A Study of Atezolizumab With or Without Bevacizumab in Combination With Cisplatin Plus Gemcitabine in Patients With Untreated, Advanced Biliary Tract Cancer

Biliary Tract Cancer Clinical Trial

Official title:

A Phase II, Randomized, Double-Blind Placebo-Controlled Study of Atezolizumab With or Without Bevacizumab in Combination With Cisplatin Plus Gemcitabine in Patients With Untreated, Advanced Biliary Tract Cancer

Clinical Trial Details — Status: Completed

Administrative data

• NCT number: NCT04677504
• Other study ID #: GO42661
• Status: Completed
• Phase: Phase 2
• Start date: February 23, 2021
• Est. completion date: August 25, 2023

Study information

• Verified date: October 2023
• Source: Hoffmann-La Roche
• Contact: n/a
• Is FDA regulated: No
• Study type: Interventional

Clinical Trial Summary

This study will evaluate the efficacy and safety of atezolizumab with bevacizumab in combination with cisplatin and gemcitabine(CisGem), compared with atezolizumab in combination with CisGem, in participants with advanced biliary tract cancer (BTC) who have not received prior systemic therapy. Treatment will consist of a chemotherapy combination phase followed by a cancer immunotherapy (CIT)/placebo phase.

Recruitment information / eligibility

• Status: Completed
• Enrollment: 162
• Est. completion date: August 25, 2023
• Est. primary completion date: May 16, 2022
• Accepts healthy volunteers: No
• Gender: All
• Age group: 18 Years and older

Eligibility

Inclusion Criteria:

• Considered to be eligible to receive platinum-based chemotherapy, in the investigator's judgment

• Documentation of recurrent/metastatic or locally advanced unresectable disease based on computed tomography (CT) or magnetic resonance imaging (MRI) scans

• Histologically or cytologically confirmed diagnosis of iCCA, eCCA, or GBC

• No prior systemic therapy for advanced BTC

• At least one measurable untreated lesion (per RECIST v1.1)

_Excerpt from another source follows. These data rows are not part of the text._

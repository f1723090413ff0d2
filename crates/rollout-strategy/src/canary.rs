//! Canary: phased rollout by percentage, tripped by an injectable error-rate
//! predicate between phases (spec §4.4.4).

use crate::canary_analyzer::CanaryAnalyzer;
use crate::common::{deploy_nodes_parallel, metadata_value, rollback_nodes_parallel};
use crate::metrics::MetricsProvider;
use crate::result::DeploymentResult;
use crate::{StrategyConfig, StrategyExecutor};
use async_trait::async_trait;
use rollout_core::node::{Node, NodeAgent};
use rollout_core::{DeploymentRequest, EnvironmentCluster, ExecutionContext, StrategyKind};
use std::sync::Arc;

pub struct CanaryStrategy {
    config: StrategyConfig,
    metrics: Option<Arc<dyn MetricsProvider>>,
    analyzer: Arc<dyn CanaryAnalyzer>,
}

impl CanaryStrategy {
    pub fn new(
        config: StrategyConfig,
        metrics: Option<Arc<dyn MetricsProvider>>,
        analyzer: Arc<dyn CanaryAnalyzer>,
    ) -> Self {
        Self {
            config,
            metrics,
            analyzer,
        }
    }

    async fn observed_error_rate(&self, cluster: &EnvironmentCluster, ctx: &ExecutionContext) -> f64 {
        match &self.metrics {
            Some(metrics) => metrics.snapshot(cluster, ctx).await.map(|s| s.error_rate).unwrap_or(0.0),
            None => 0.0,
        }
    }
}

#[async_trait]
impl StrategyExecutor for CanaryStrategy {
    async fn deploy(
        &self,
        request: &DeploymentRequest,
        cluster: &EnvironmentCluster,
        agent: &dyn NodeAgent,
        ctx: &ExecutionContext,
    ) -> DeploymentResult {
        let nodes = cluster.sorted_nodes();
        let metadata = metadata_value(request);
        let total = nodes.len();

        let mut deployed_so_far: Vec<Node> = Vec::new();
        let mut all_node_results = Vec::new();
        let phases = self.config.canary_phases.clone();

        for (idx, pct) in phases.iter().enumerate() {
            let target_count = (((*pct as f64) / 100.0) * total as f64).ceil() as usize;
            let target_count = target_count.min(total);
            if target_count <= deployed_so_far.len() {
                continue;
            }
            let batch: Vec<Node> = nodes[deployed_so_far.len()..target_count].to_vec();

            let results = deploy_nodes_parallel(&batch, &request.module, &metadata, agent, ctx).await;
            all_node_results.extend(results.clone());
            deployed_so_far.extend(batch.into_iter());

            if results.iter().any(|r| !r.success) {
                let rollback_results =
                    rollback_nodes_parallel(&deployed_so_far, &request.module, agent).await;
                return DeploymentResult::builder(StrategyKind::Canary, request.environment)
                    .node_results(all_node_results)
                    .rollback(rollback_results)
                    .failure(format!("canary phase {pct}% failed to deploy {}", request.module));
            }

            let is_last_phase = idx == phases.len() - 1;
            if is_last_phase {
                continue;
            }

            if ctx.sleep_or_cancel(self.config.phase_observation_window).await {
                let rollback_results =
                    rollback_nodes_parallel(&deployed_so_far, &request.module, agent).await;
                return DeploymentResult::builder(StrategyKind::Canary, request.environment)
                    .node_results(all_node_results)
                    .rollback(rollback_results)
                    .exception("execution cancelled", "cancelled during phase observation window");
            }

            let error_rate = self.observed_error_rate(cluster, ctx).await;
            if self.analyzer.predicate_fired(error_rate) {
                let rollback_results =
                    rollback_nodes_parallel(&deployed_so_far, &request.module, agent).await;
                return DeploymentResult::builder(StrategyKind::Canary, request.environment)
                    .node_results(all_node_results)
                    .rollback(rollback_results)
                    .failure(format!(
                        "canary tripped at phase {pct}%: observed error rate {:.2}%",
                        error_rate * 100.0
                    ));
            }
        }

        DeploymentResult::builder(StrategyKind::Canary, request.environment)
            .node_results(all_node_results)
            .success(format!("canary rollout of {} completed", request.module))
    }
}

#[cfg(test)]
mod tests {
    use super::*;
    use crate::canary_analyzer::ErrorRateCanaryAnalyzer;
    use crate::metrics::StaticMetricsProvider;
    use rollout_cluster::InMemoryNodeAgent;
    use rollout_core::{Environment, ModuleRef};
    use std::collections::HashMap;
    use std::time::Duration;

    fn test_request() -> DeploymentRequest {
        DeploymentRequest {
            execution_id: rollout_core::ExecutionId::new(),
            module: ModuleRef::new("checkout", "1.0.0"),
            environment: Environment::Staging,
            strategy: StrategyKind::Canary,
            require_approval: false,
            requester_email: "dev@example.com".to_string(),
            description: None,
            metadata: HashMap::new(),
        }
    }

    fn test_cluster(node_count: usize) -> EnvironmentCluster {
        let nodes = (0..node_count)
            .map(|i| Node::new(format!("node-{i}"), 8080, Environment::Staging))
            .collect();
        EnvironmentCluster::new(Environment::Staging, nodes)
    }

    fn fast_config() -> StrategyConfig {
        StrategyConfig {
            canary_phases: vec![25, 50, 100],
            phase_observation_window: Duration::from_millis(1),
            ..StrategyConfig::default()
        }
    }

    #[tokio::test]
    async fn completes_all_phases_when_error_rate_stays_low() {
        let agent = InMemoryNodeAgent::new();
        let cluster = test_cluster(4);
        let ctx = ExecutionContext::new();
        let request = test_request();
        let metrics: Arc<dyn MetricsProvider> = Arc::new(StaticMetricsProvider {
            error_rate: 0.0,
            p99_latency_ms: 50.0,
        });
        let analyzer = Arc::new(ErrorRateCanaryAnalyzer::new(0.05));
        let strategy = CanaryStrategy::new(fast_config(), Some(metrics), analyzer);

        let result = strategy.deploy(&request, &cluster, &agent, &ctx).await;

        assert!(result.success);
        for node in cluster.sorted_nodes() {
            assert!(agent.is_deployed(node.id, &request.module));
        }
    }

    #[tokio::test]
    async fn tripped_predicate_rolls_back_the_canary_phase() {
        let agent = InMemoryNodeAgent::new();
        let cluster = test_cluster(4);
        let ctx = ExecutionContext::new();
        let request = test_request();
        let metrics: Arc<dyn MetricsProvider> = Arc::new(StaticMetricsProvider {
            error_rate: 0.2,
            p99_latency_ms: 50.0,
        });
        let analyzer = Arc::new(ErrorRateCanaryAnalyzer::new(0.05));
        let strategy = CanaryStrategy::new(fast_config(), Some(metrics), analyzer);

        let result = strategy.deploy(&request, &cluster, &agent, &ctx).await;

        assert!(!result.success);
        assert!(result.rollback_performed);
        for node in cluster.sorted_nodes() {
            assert!(!agent.is_deployed(node.id, &request.module));
        }
    }

    #[tokio::test]
    async fn failed_node_in_a_phase_rolls_back_that_phase() {
        let agent = InMemoryNodeAgent::new();
        let cluster = test_cluster(4);
        agent.fail_node(cluster.sorted_nodes()[0].id);
        let ctx = ExecutionContext::new();
        let request = test_request();
        let analyzer = Arc::new(ErrorRateCanaryAnalyzer::default());
        let strategy = CanaryStrategy::new(fast_config(), None, analyzer);

        let result = strategy.deploy(&request, &cluster, &agent, &ctx).await;

        assert!(!result.success);
        assert!(result.rollback_performed);
    }
}
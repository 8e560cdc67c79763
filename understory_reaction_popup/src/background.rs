// Copyright 2025 the Understory Authors
// SPDX-License-Identifier: Apache-2.0 OR MIT

use kurbo::{Rect, RoundedRect, Vec2};
use peniko::Color;

use crate::{Canvas, ChildVisuals, PopupChild};

/// Rounded rectangle painted behind the reaction row.
///
/// Stateless apart from its frame: it paints exactly one filled rounded
/// rectangle spanning whatever bounds the last layout gave it.
#[derive(Clone, Debug)]
pub struct RoundedBackground {
    color: Color,
    corner_radius: f64,
    frame: Rect,
    visuals: ChildVisuals,
}

impl RoundedBackground {
    /// Creates a background with the given fill; alpha is part of `color`.
    #[must_use]
    pub fn new(color: Color) -> Self {
        Self {
            color,
            corner_radius: 0.0,
            frame: Rect::ZERO,
            visuals: ChildVisuals::default(),
        }
    }

    /// Fill color, before the animated opacity is applied.
    #[must_use]
    pub fn color(&self) -> Color {
        self.color
    }

    /// Laid-out bounds, translation included.
    #[must_use]
    pub fn frame(&self) -> Rect {
        self.frame
    }

    /// Corner radius used for painting.
    #[must_use]
    pub fn corner_radius(&self) -> f64 {
        self.corner_radius
    }

    /// Positions the background; `bounds` excludes the child's translation.
    pub fn layout(&mut self, bounds: Rect, corner_radius: f64) {
        self.frame = bounds + Vec2::new(0.0, self.visuals.translation_y);
        self.corner_radius = corner_radius;
    }
}

impl PopupChild for RoundedBackground {
    fn visuals(&self) -> ChildVisuals {
        self.visuals
    }

    fn set_visuals(&mut self, visuals: ChildVisuals) {
        self.visuals = visuals;
    }

    fn paint(&self, canvas: &mut dyn Canvas) {
        canvas.fill_rounded_rect(
            RoundedRect::from_rect(self.frame, self.corner_radius),
            self.color.multiply_alpha(self.visuals.alpha),
        );
    }
}
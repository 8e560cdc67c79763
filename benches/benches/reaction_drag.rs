// Copyright 2025 the Understory Authors
// SPDX-License-Identifier: Apache-2.0 OR MIT

use std::time::Duration;

use criterion::{BatchSize, BenchmarkId, Criterion, black_box, criterion_group, criterion_main};
use kurbo::{Point, Rect, Size};
use understory_reaction_config::{CaptionStyle, ImageId, ReactionOptions, ReactionsConfig};
use understory_reaction_layout::{Anchor, HitSlop, PopupGeometry, hit_test};
use understory_reaction_popup::{PointerEvent, ReactionSurface};

const FRAME: Duration = Duration::from_millis(16);
const CONTAINER: Size = Size::new(1080.0, 1920.0);

fn config(count: u32) -> ReactionsConfig {
    ReactionOptions::new()
        .with_reactions((0..count).map(ImageId))
        .with_reaction_size(32.0)
        .with_horizontal_margin(8.0)
        .resolve()
        .expect("valid bench configuration")
}

fn anchor() -> Anchor {
    Anchor::new(Point::new(40.0, 1600.0), Size::new(160.0, 56.0))
}

fn shown_surface(count: u32) -> ReactionSurface {
    let mut surface =
        ReactionSurface::new(config(count), |text: &str, _: &CaptionStyle| {
            Size::new(8.0 * text.len() as f64, 16.0)
        });
    surface.set_container_size(CONTAINER);
    surface.show(Point::new(60.0, 1620.0), anchor());
    for _ in 0..8 {
        surface.advance(FRAME);
    }
    surface
}

/// Pointer positions sweeping left to right across the row.
fn sweep(bounds: Rect, steps: usize) -> Vec<Point> {
    let y = bounds.center().y;
    (0..steps)
        .map(|i| {
            let t = i as f64 / (steps - 1) as f64;
            Point::new(bounds.x0 + t * bounds.width(), y)
        })
        .collect()
}

fn bench_hit_test(c: &mut Criterion) {
    let mut group = c.benchmark_group("reaction/hit_test");

    for count in [4_u32, 8, 16] {
        let config = config(count);
        let geometry = PopupGeometry::compute(&config, &anchor(), Point::ZERO, CONTAINER);
        let slop = HitSlop::for_row(&geometry.metrics);
        let frames: Vec<Rect> = geometry
            .row_frames(geometry.metrics.target_sizes(None), 0.0)
            .collect();
        let points = sweep(geometry.bounds(), 64);

        group.bench_with_input(BenchmarkId::from_parameter(count), &points, |b, points| {
            b.iter(|| {
                for &pt in points {
                    black_box(hit_test(frames.iter().copied(), &slop, black_box(pt)));
                }
            });
        });
    }

    group.finish();
}

fn bench_drag_gesture(c: &mut Criterion) {
    let mut group = c.benchmark_group("reaction/drag_gesture");

    for count in [4_u32, 8] {
        let points = {
            let surface = shown_surface(count);
            sweep(surface.geometry().bounds(), 32)
        };

        group.bench_with_input(BenchmarkId::from_parameter(count), &points, |b, points| {
            b.iter_batched(
                || shown_surface(count),
                |mut surface| {
                    for &pt in points {
                        surface.on_pointer(PointerEvent::moved(pt));
                        surface.advance(FRAME);
                    }
                    black_box(surface.state());
                },
                BatchSize::SmallInput,
            );
        });
    }

    group.finish();
}

criterion_group!(benches, bench_hit_test, bench_drag_gesture);
criterion_main!(benches);
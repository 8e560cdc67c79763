// Copyright 2025 the Understory Authors
// SPDX-License-Identifier: Apache-2.0 OR MIT

use alloc::string::String;
use alloc::sync::Arc;
use alloc::vec::Vec;
use core::fmt;
use core::time::Duration;

use peniko::Color;

use crate::{PopupGravity, ReactionItem};

/// Caption text for a reaction index, or `None` for no caption.
///
/// The provider is consulted once each time a reaction finishes magnifying.
pub type CaptionProvider = Arc<dyn Fn(usize) -> Option<String>>;

/// Appearance of the caption shown above the magnified reaction.
#[derive(Copy, Clone, Debug)]
pub struct CaptionStyle {
    /// Text color.
    pub text_color: Color,
    /// Fill of the pill drawn behind the text.
    pub background: Color,
    /// Space between the text and the left/right edges of its background.
    pub horizontal_padding: f64,
    /// Space between the text and the top/bottom edges of its background.
    pub vertical_padding: f64,
    /// Text size in logical pixels.
    pub text_size: f64,
}

/// Validated, immutable reaction picker settings.
///
/// Produced by [`ReactionOptions::resolve`](crate::ReactionOptions::resolve).
/// Cloning is cheap: reactions are copied, the caption provider is shared.
#[derive(Clone)]
pub struct ReactionsConfig {
    pub(crate) reactions: Vec<ReactionItem>,
    pub(crate) reaction_size: f64,
    pub(crate) horizontal_margin: f64,
    pub(crate) vertical_margin: f64,
    pub(crate) popup_gravity: PopupGravity,
    pub(crate) popup_margin: f64,
    pub(crate) background_color: Color,
    pub(crate) corner_radius: Option<f64>,
    pub(crate) caption_provider: Option<CaptionProvider>,
    pub(crate) caption_style: CaptionStyle,
    pub(crate) animation_duration: Duration,
}

impl ReactionsConfig {
    /// Reactions in display order, left to right.
    #[must_use]
    pub fn reactions(&self) -> &[ReactionItem] {
        &self.reactions
    }

    /// Number of reactions; always at least two.
    #[must_use]
    pub fn reaction_count(&self) -> usize {
        self.reactions.len()
    }

    /// Size of a resting ("medium") reaction icon.
    #[must_use]
    pub fn reaction_size(&self) -> f64 {
        self.reaction_size
    }

    /// Space between the popup edges and the first/last icon.
    #[must_use]
    pub fn horizontal_margin(&self) -> f64 {
        self.horizontal_margin
    }

    /// Space between the popup top/bottom edges and the resting icons.
    #[must_use]
    pub fn vertical_margin(&self) -> f64 {
        self.vertical_margin
    }

    /// Horizontal placement policy.
    #[must_use]
    pub fn popup_gravity(&self) -> PopupGravity {
        self.popup_gravity
    }

    /// Inset from the container edges used by screen-relative gravities.
    #[must_use]
    pub fn popup_margin(&self) -> f64 {
        self.popup_margin
    }

    /// Fill color of the popup background, alpha included.
    #[must_use]
    pub fn background_color(&self) -> Color {
        self.background_color
    }

    /// Explicit corner radius of the background.
    ///
    /// `None` means a pill: half of the popup height.
    #[must_use]
    pub fn corner_radius(&self) -> Option<f64> {
        self.corner_radius
    }

    /// Caption appearance.
    #[must_use]
    pub fn caption_style(&self) -> &CaptionStyle {
        &self.caption_style
    }

    /// Returns `true` when a caption provider was configured.
    #[must_use]
    pub fn has_captions(&self) -> bool {
        self.caption_provider.is_some()
    }

    /// Caption text for the reaction at `index`, if any.
    #[must_use]
    pub fn caption_for(&self, index: usize) -> Option<String> {
        self.caption_provider
            .as_ref()
            .and_then(|provider| provider(index))
    }

    /// Duration of every popup animation.
    #[must_use]
    pub fn animation_duration(&self) -> Duration {
        self.animation_duration
    }
}

impl fmt::Debug for ReactionsConfig {
    fn fmt(&self, f: &mut fmt::Formatter<'_>) -> fmt::Result {
        f.debug_struct("ReactionsConfig")
            .field("reactions", &self.reactions)
            .field("reaction_size", &self.reaction_size)
            .field("horizontal_margin", &self.horizontal_margin)
            .field("vertical_margin", &self.vertical_margin)
            .field("popup_gravity", &self.popup_gravity)
            .field("popup_margin", &self.popup_margin)
            .field("background_color", &self.background_color)
            .field("corner_radius", &self.corner_radius)
            .field("caption_provider", &self.caption_provider.is_some())
            .field("caption_style", &self.caption_style)
            .field("animation_duration", &self.animation_duration)
            .finish()
    }
}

• Adequate biliary drainage with no evidence of ongoing infection

• Eastern Cooperative Oncology Group Performance Status of 0 or 1

• Life expectancy of > 3 months

• Adequate hematologic and end-organ function

• For women of childbearing potential: agreement to remain abstinent (refrain from heterosexual intercourse) or use contraceptive methods, and agreement to refrain from donating eggs

• For men: agreement to remain abstinent (refrain from heterosexual intercourse) or use a condom, and agreement to refrain from donating sperm

Exclusion Criteria:

• Recurrent disease <=6 months after curative surgery or <= 6 months after the completion of adjuvant therapy

• Prior local regional therapy such as radioembolization

• Combined or mixed hepatocellular/cholangiocarcinoma

• Clinically significant hepatic encephalopathy within the 12 months prior to Day 1 of Cycle 1

• National Cancer Institute Common Terminoogy Criteria for Adverse Events Grade >= 2 peripheral neuropathy

• Prior bleeding event due to untreated or incompletely treated esophageal and/or gastric varices within 6 months prior to Day 1 of Cycle 1

• Pregnant or breastfeeding, or intending to become pregnant during the study or within 5 months after the final dose of atezolizumab or within 6 months after the final dose of bevacizumab, cisplatin or gemcitabine

• Active or history of autoimmune disease or immune deficiency

• History of idiopathic pulmonary fibrosis, organizing pneumonia, drug-induced pneumonitis, or idiopathic pneumonitis, or evidence of active pneumonitis on screening chest computed tomography scan

• History of malignancy other than BTC within 5 years prior to screening, with the exception of malignancies with a negligible risk of metastasis or death

• Symptomatic, untreated, or actively progressing CNS metastases

• For patients with lung metastases, if one of the following criteria applies: Large, centrally located pulmonary metastases; Clear tumor infiltration into the thoracic great vessels seen on imaging; Clear cavitation of pulmonary lesions seen on imaging

• Active tuberculosis

• Co-infection with HBV and HCV

• Treatment with systemic immunostimulatory agents or immunosuppressive medication

• Inadequately controlled arterial hypertension

• History of hypertensive crisis or hypertensive encephalopathy

• Significant vascular disease

• Evidence of bleeding diathesis or significant coagulopathy

• Serious, non-healing or dehiscing wound, active ulcer, or untreated bone fracture

• Chronic daily treatment with a non-steroidal anti-inflammatory drug (NSAID)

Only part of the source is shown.